Actually, using AI to write code goes against a lot of what I learned the hard way. Planning, specs, and architecture were always a massive part of the job, of course. But implementation was where I used to spend the most time, and that time mattered. That was where edge cases surfaced, where abstractions met reality, where I internalized how the system really worked. Do you remember that time? It’s been months since I wrote anything complex by myself. I feel sad this time is over now. Maybe a lot of it is nostalgia though - I’m not sure yet.

A lot of the best writing on AI coding right now focuses on discipline: how to stay in the loop, how to review well, how not to drown in slop. I agree with all of that. But my discomfort is not only about quality.

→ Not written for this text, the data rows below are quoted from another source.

use sha2::{Digest, Sha256};
use serde::Serialize;
use serde_json::Value;

/// Recursively sorts object keys so two structurally-equal values always
/// serialize to the same byte string, regardless of field insertion order.
fn canonicalize(value: &Value) -> Value {
    match value {
        Value::Object(map) => {
            let mut sorted: Vec<(String, Value)> = map
                .iter()
                .map(|(k, v)| (k.clone(), canonicalize(v)))
                .collect();
            sorted.sort_by(|a, b| a.0.cmp(&b.0));
            Value::Object(sorted.into_iter().collect())
        }
        Value::Array(items) => Value::Array(items.iter().map(canonicalize).collect()),
        other => other.clone(),
    }
}

/// Serializes `value` as canonical JSON: object keys sorted lexicographically
/// at every level, no insignificant whitespace. Two payloads that are
/// semantically equal (same keys and values, different order) always produce
/// identical bytes here, which is what makes `hash` below useful as a
/// dedupe/idempotency key.
pub fn to_canonical_string<T: Serialize>(value: &T) -> serde_json::Result<String> {
    let raw = serde_json::to_value(value)?;
    let sorted = canonicalize(&raw);
    serde_json::to_string(&sorted)
}

/// Computes the lowercase hex sha256 digest of `value`'s canonical JSON
/// encoding. Used for `AuditEvent.artifact_hash` and outbox idempotency keys.
pub fn hash<T: Serialize>(value: &T) -> serde_json::Result<String> {
    let canonical = to_canonical_string(value)?;
    let mut hasher = Sha256::new();
    hasher.update(canonical.as_bytes());
    Ok(hex::encode(hasher.finalize()))
}

/// Returns true if `candidate` is a well-formed 64-character lowercase hex
/// sha256 digest string, per the `artifact_hash` validation rule in
/// `spec.md` §3 / §7.
pub fn is_valid_sha256_hex(candidate: &str) -> bool {
    candidate.len() == 64 && candidate.bytes().all(|b| b.is_ascii_digit() || (b'a'..=b'f').contains(&b))
}

#[cfg(test)]
mod proptests {
    use super::*;
    use crate::model::{
        CanonicalTransaction, LifecycleStage, MappingSource, RawSourceRef,
    };
    use chrono::{TimeZone, Utc};
    use proptest::prelude::*;
    use rust_decimal::Decimal;
    use uuid::Uuid;

    fn arb_lifecycle_stage() -> impl Strategy<Value = LifecycleStage> {
        prop_oneof![
            Just(LifecycleStage::Auth),
            Just(LifecycleStage::Clearing),
            Just(LifecycleStage::Settlement),
        ]
    }

    fn arb_mapping_source() -> impl Strategy<Value = MappingSource> {
        prop_oneof![Just(MappingSource::Model), Just(MappingSource::Rule)]
    }

    prop_compose! {
        fn arb_transaction()(
            transaction_id in "[A-Z]{1,4}[0-9]{1,6}",
            amount_cents in 0i64..1_000_000_00,
            currency in prop_oneof![Just("USD"), Just("EUR"), Just("GBP")],
            minute in 0u32..59,
            lifecycle_stage in arb_lifecycle_stage(),
            merchant_id in "M[0-9]{1,4}",
            card_network in prop_oneof![Just("VISA"), Just("MASTERCARD")],
            bank_id in Just(Uuid::new_v4()),
            artifact_id in Just(Uuid::new_v4()),
            row_or_page in 0i64..10_000,
            confidence_score in 0.0f64..1.0,
            mapping_source in arb_mapping_source(),
        ) -> CanonicalTransaction {
            CanonicalTransaction {
                transaction_id,
                amount: Decimal::new(amount_cents, 2),
                currency: currency.to_string(),
                timestamp_utc: Utc.with_ymd_and_hms(2026, 1, 1, 0, minute, 0).unwrap(),
                lifecycle_stage,
                merchant_id,
                card_network: card_network.to_string(),
                bank_id,
                raw_source_ref: RawSourceRef {
                    artifact_id,
                    object_key: "raw/x".to_string(),
                    row_or_page,
                },
                confidence_score,
                schema_version: "1.0".to_string(),
                mapping_source,
            }
        }
    }

    proptest! {
        /// Canonical JSON round-trip (spec.md §8): `parse(serialize(obj)) == obj`
        /// for any canonical transaction.
        #[test]
        fn transaction_round_trips_through_canonical_json(txn in arb_transaction()) {
            let canonical = to_canonical_string(&txn).unwrap();
            let parsed: CanonicalTransaction = serde_json::from_str(&canonical).unwrap();
            prop_assert_eq!(parsed.transaction_id, txn.transaction_id);
            prop_assert_eq!(parsed.amount, txn.amount);
            prop_assert_eq!(parsed.currency, txn.currency);
            prop_assert_eq!(parsed.timestamp_utc, txn.timestamp_utc);
            prop_assert_eq!(parsed.lifecycle_stage, txn.lifecycle_stage);
            prop_assert_eq!(parsed.bank_id, txn.bank_id);
        }

        /// Hashing is a pure function of content, not of field-insertion
        /// order: re-serializing a round-tripped value hashes identically
        /// to the original.
        #[test]
        fn hash_is_stable_across_round_trip(txn in arb_transaction()) {
            let first = hash(&txn).unwrap();
            let canonical = to_canonical_string(&txn).unwrap();
            let parsed: CanonicalTransaction = serde_json::from_str(&canonical).unwrap();
            let second = hash(&parsed).unwrap();
            prop_assert_eq!(first, second);
        }
    }
}

#[cfg(test)]
mod tests {
    use super::*;
    use serde_json::json;

    #[test]
    fn key_order_does_not_affect_hash() {
        let a = json!({"b": 1, "a": 2, "c": {"y": 1, "x": 2}});
        let b = json!({"a": 2, "c": {"x": 2, "y": 1}, "b": 1});
        assert_eq!(hash(&a).unwrap(), hash(&b).unwrap());
    }

    #[test]
    fn differing_values_produce_differing_hashes() {
        let a = json!({"amount": "10.00"});
        let b = json!({"amount": "10.01"});
        assert_ne!(hash(&a).unwrap(), hash(&b).unwrap());
    }

    #[test]
    fn validates_hash_shape() {
        let good = hash(&json!({"x": 1})).unwrap();
        assert!(is_valid_sha256_hex(&good));
        assert!(!is_valid_sha256_hex("not-hex"));
        assert!(!is_valid_sha256_hex(&good[..63]));
        assert!(!is_valid_sha256_hex(&good.to_uppercase()));
    }
}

I do not think the old way was pure or better in every respect. A lot of it was slower, more tedious, and not necessarily more correct. The tools really do unlock things that would otherwise not get built. But previous abstractions mostly removed mechanical effort. AI removes part of implementation itself, and implementation was where I used to discover the system, build a mental model, and earn my understanding. That is why this feels categorically different.

We traded this away willingly because the productivity gains were too obvious to ignore. And now I’m not sure I like the deal. This is not quite the job I signed up for. Building things is still satisfying, but the way we build them used to be part of the craft, of the pleasure, of how we learned. AI-assisted coding changes the relationship between the engineer and the code, and maybe, in time, the meaning of the job itself.